*** RECORDED DATA ***

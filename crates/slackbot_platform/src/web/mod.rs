#![forbid(unsafe_code)]

//! Slack Web API calls used around the socket: opening a Socket Mode session, listing and joining
//! public channels, and posting replies.


use std::time::Duration;

use anyhow::{Context, anyhow};
use async_trait::async_trait;
use reqwest::StatusCode;
use serde::Deserialize;
use serde::de::DeserializeOwned;
use slackbot_domain::ChannelId;
use tracing::{debug, warn};
use url::Url;

use crate::SecretString;

const CONVERSATIONS_PAGE_LIMIT: &str = "200";

/// Public channel as returned by `conversations.list`.
#[derive(Debug, Clone, PartialEq, Eq)]
pub struct PublicChannel {
	pub id: ChannelId,
	pub name: Option<String>,
}

/// Control-plane calls the bot depends on.
#[async_trait]
pub trait SlackApi: Send + Sync {
	/// `apps.connections.open`; returns a single-use socket URL.
	async fn open_connection(&self) -> anyhow::Result<String>;

	/// `conversations.list` restricted to non-archived public channels (all pages).
	async fn list_public_channels(&self) -> anyhow::Result<Vec<PublicChannel>>;

	/// `conversations.join`.
	async fn join_channel(&self, channel: &ChannelId) -> anyhow::Result<()>;

	/// `chat.postMessage`.
	async fn post_message(&self, channel: &ChannelId, text: &str) -> anyhow::Result<()>;
}

#[derive(Debug, Clone)]
pub struct SlackWebClient {
	base_url: String,
	app_token: SecretString,
	bot_token: SecretString,
	client: reqwest::Client,
}

impl SlackWebClient {
	pub fn new(
		base_url: impl Into<String>,
		app_token: SecretString,
		bot_token: SecretString,
		timeout: Duration,
	) -> anyhow::Result<Self> {
		let client = reqwest::Client::builder()
			.timeout(timeout)
			.build()
			.context("build slack http client")?;

		Ok(Self {
			base_url: base_url.into(),
			app_token,
			bot_token,
			client,
		})
	}

	fn method_url(&self, method: &str) -> String {
		format!("{}/{}", self.base_url.trim_end_matches('/'), method)
	}

	fn auth_header(token: &SecretString) -> anyhow::Result<String> {
		if token.expose().trim().is_empty() {
			return Err(anyhow!("missing slack token"));
		}
		Ok(format!("Bearer {}", token.expose().trim()))
	}

	async fn post_form<T: DeserializeOwned>(
		&self,
		token: &SecretString,
		method: &str,
		params: &[(&str, &str)],
	) -> anyhow::Result<T> {
		let resp = self
			.client
			.post(self.method_url(method))
			.header("Authorization", Self::auth_header(token)?)
			.form(params)
			.send()
			.await
			.with_context(|| format!("slack {method}"))?;

		Self::decode(method, resp).await
	}

	async fn get<T: DeserializeOwned>(
		&self,
		token: &SecretString,
		method: &str,
		params: &[(&str, &str)],
	) -> anyhow::Result<T> {
		let mut url = Url::parse(&self.method_url(method)).with_context(|| format!("slack {method} url"))?;
		url.query_pairs_mut().extend_pairs(params);

		let resp = self
			.client
			.get(url)
			.header("Authorization", Self::auth_header(token)?)
			.send()
			.await
			.with_context(|| format!("slack {method}"))?;

		Self::decode(method, resp).await
	}

	async fn decode<T: DeserializeOwned>(method: &str, resp: reqwest::Response) -> anyhow::Result<T> {
		match resp.status() {
			StatusCode::OK => resp
				.json::<T>()
				.await
				.with_context(|| format!("parse slack {method} response")),
			status => Err(anyhow!("slack {method} failed: status={status}")),
		}
	}
}

fn ensure_ok(method: &str, ok: bool, error: Option<String>) -> anyhow::Result<()> {
	if ok {
		return Ok(());
	}
	Err(anyhow!(
		"slack {method} returned error: {}",
		error.unwrap_or_else(|| "unknown_error".to_string())
	))
}

#[async_trait]
impl SlackApi for SlackWebClient {
	async fn open_connection(&self) -> anyhow::Result<String> {
		let body: OpenConnectionResponse = self.post_form(&self.app_token, "apps.connections.open", &[]).await?;
		ensure_ok("apps.connections.open", body.ok, body.error)?;

		body.url
			.filter(|u| !u.trim().is_empty())
			.ok_or_else(|| anyhow!("no url in apps.connections.open response"))
	}

	async fn list_public_channels(&self) -> anyhow::Result<Vec<PublicChannel>> {
		let mut channels = Vec::new();
		let mut cursor: Option<String> = None;

		loop {
			let body: ConversationsListResponse = {
				let mut params = vec![
					("exclude_archived", "true"),
					("types", "public_channel"),
					("limit", CONVERSATIONS_PAGE_LIMIT),
				];
				if let Some(c) = cursor.as_deref() {
					params.push(("cursor", c));
				}
				self.get(&self.bot_token, "conversations.list", &params).await?
			};
			ensure_ok("conversations.list", body.ok, body.error)?;

			for raw in body.channels {
				match raw.id.and_then(|id| ChannelId::new(id).ok()) {
					Some(id) => channels.push(PublicChannel { id, name: raw.name }),
					None => warn!(name = ?raw.name, "conversations.list returned a channel without an id"),
				}
			}

			cursor = body
				.response_metadata
				.and_then(|m| m.next_cursor)
				.filter(|c| !c.trim().is_empty());
			if cursor.is_none() {
				break;
			}
			debug!("fetching next conversations.list page");
		}

		Ok(channels)
	}

	async fn join_channel(&self, channel: &ChannelId) -> anyhow::Result<()> {
		let body: BasicResponse = self
			.post_form(&self.bot_token, "conversations.join", &[("channel", channel.as_str())])
			.await?;
		ensure_ok("conversations.join", body.ok, body.error)
	}

	async fn post_message(&self, channel: &ChannelId, text: &str) -> anyhow::Result<()> {
		if text.is_empty() {
			return Err(anyhow!("missing message text"));
		}

		let body: BasicResponse = self
			.post_form(
				&self.bot_token,
				"chat.postMessage",
				&[("channel", channel.as_str()), ("text", text)],
			)
			.await?;
		ensure_ok("chat.postMessage", body.ok, body.error)
	}
}

#[derive(Debug, Deserialize)]
struct BasicResponse {
	#[serde(default)]
	ok: bool,
	#[serde(default)]
	error: Option<String>,
}

#[derive(Debug, Deserialize)]
struct OpenConnectionResponse {
	#[serde(default)]
	ok: bool,
	#[serde(default)]
	error: Option<String>,
	#[serde(default)]
	url: Option<String>,
}

#[derive(Debug, Deserialize)]
struct ConversationsListResponse {
	#[serde(default)]
	ok: bool,
	#[serde(default)]
	error: Option<String>,
	#[serde(default)]
	channels: Vec<RawChannel>,
	#[serde(default)]
	response_metadata: Option<ResponseMetadata>,
}

#[derive(Debug, Deserialize)]
struct RawChannel {
	#[serde(default)]
	id: Option<String>,
	#[serde(default)]
	name: Option<String>,
}

#[derive(Debug, Deserialize)]
struct ResponseMetadata {
	#[serde(default)]
	next_cursor: Option<String>,
}
#![forbid(unsafe_code)]

use std::collections::VecDeque;

use slackbot_domain::EventId;

/// Number of recent event ids remembered for dedup.
pub const PROCESSED_WINDOW_CAPACITY: usize = 5;

/// Insertion-ordered recency set of processed event ids; front is the most recent.
///
/// Re-seeing an id does not refresh it: duplicates are rejected before `record` is called.
#[derive(Debug, Clone)]
pub struct ProcessedWindow {
	ids: VecDeque<EventId>,
	capacity: usize,
}

impl Default for ProcessedWindow {
	fn default() -> Self {
		Self::new()
	}
}

impl ProcessedWindow {
	pub fn new() -> Self {
		Self::with_capacity(PROCESSED_WINDOW_CAPACITY)
	}

	pub fn with_capacity(capacity: usize) -> Self {
		let capacity = capacity.max(1);
		Self {
			ids: VecDeque::with_capacity(capacity + 1),
			capacity,
		}
	}

	pub fn contains(&self, id: &EventId) -> bool {
		self.ids.contains(id)
	}

	/// Push `id` to the front, evicting the oldest entry when over capacity.
	pub fn record(&mut self, id: EventId) -> Option<EventId> {
		self.ids.push_front(id);
		if self.ids.len() > self.capacity {
			self.ids.pop_back()
		} else {
			None
		}
	}

	pub fn len(&self) -> usize {
		self.ids.len()
	}

	pub fn is_empty(&self) -> bool {
		self.ids.is_empty()
	}

	/// Ids from most to least recent.
	pub fn iter(&self) -> impl Iterator<Item = &EventId> {
		self.ids.iter()
	}
}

*** End of RECORDED DATA ***

» **ACTIVITY**
Go through the records. Copy each line where "connections" appears.

» **ANSWER BELOW**
	/// `apps.connections.open`; returns a single-use socket URL.
		let body: OpenConnectionResponse = self.post_form(&self.app_token, "apps.connections.open", &[]).await?;
		ensure_ok("apps.connections.open", body.ok, body.error)?;
			.ok_or_else(|| anyhow!("no url in apps.connections.open response"))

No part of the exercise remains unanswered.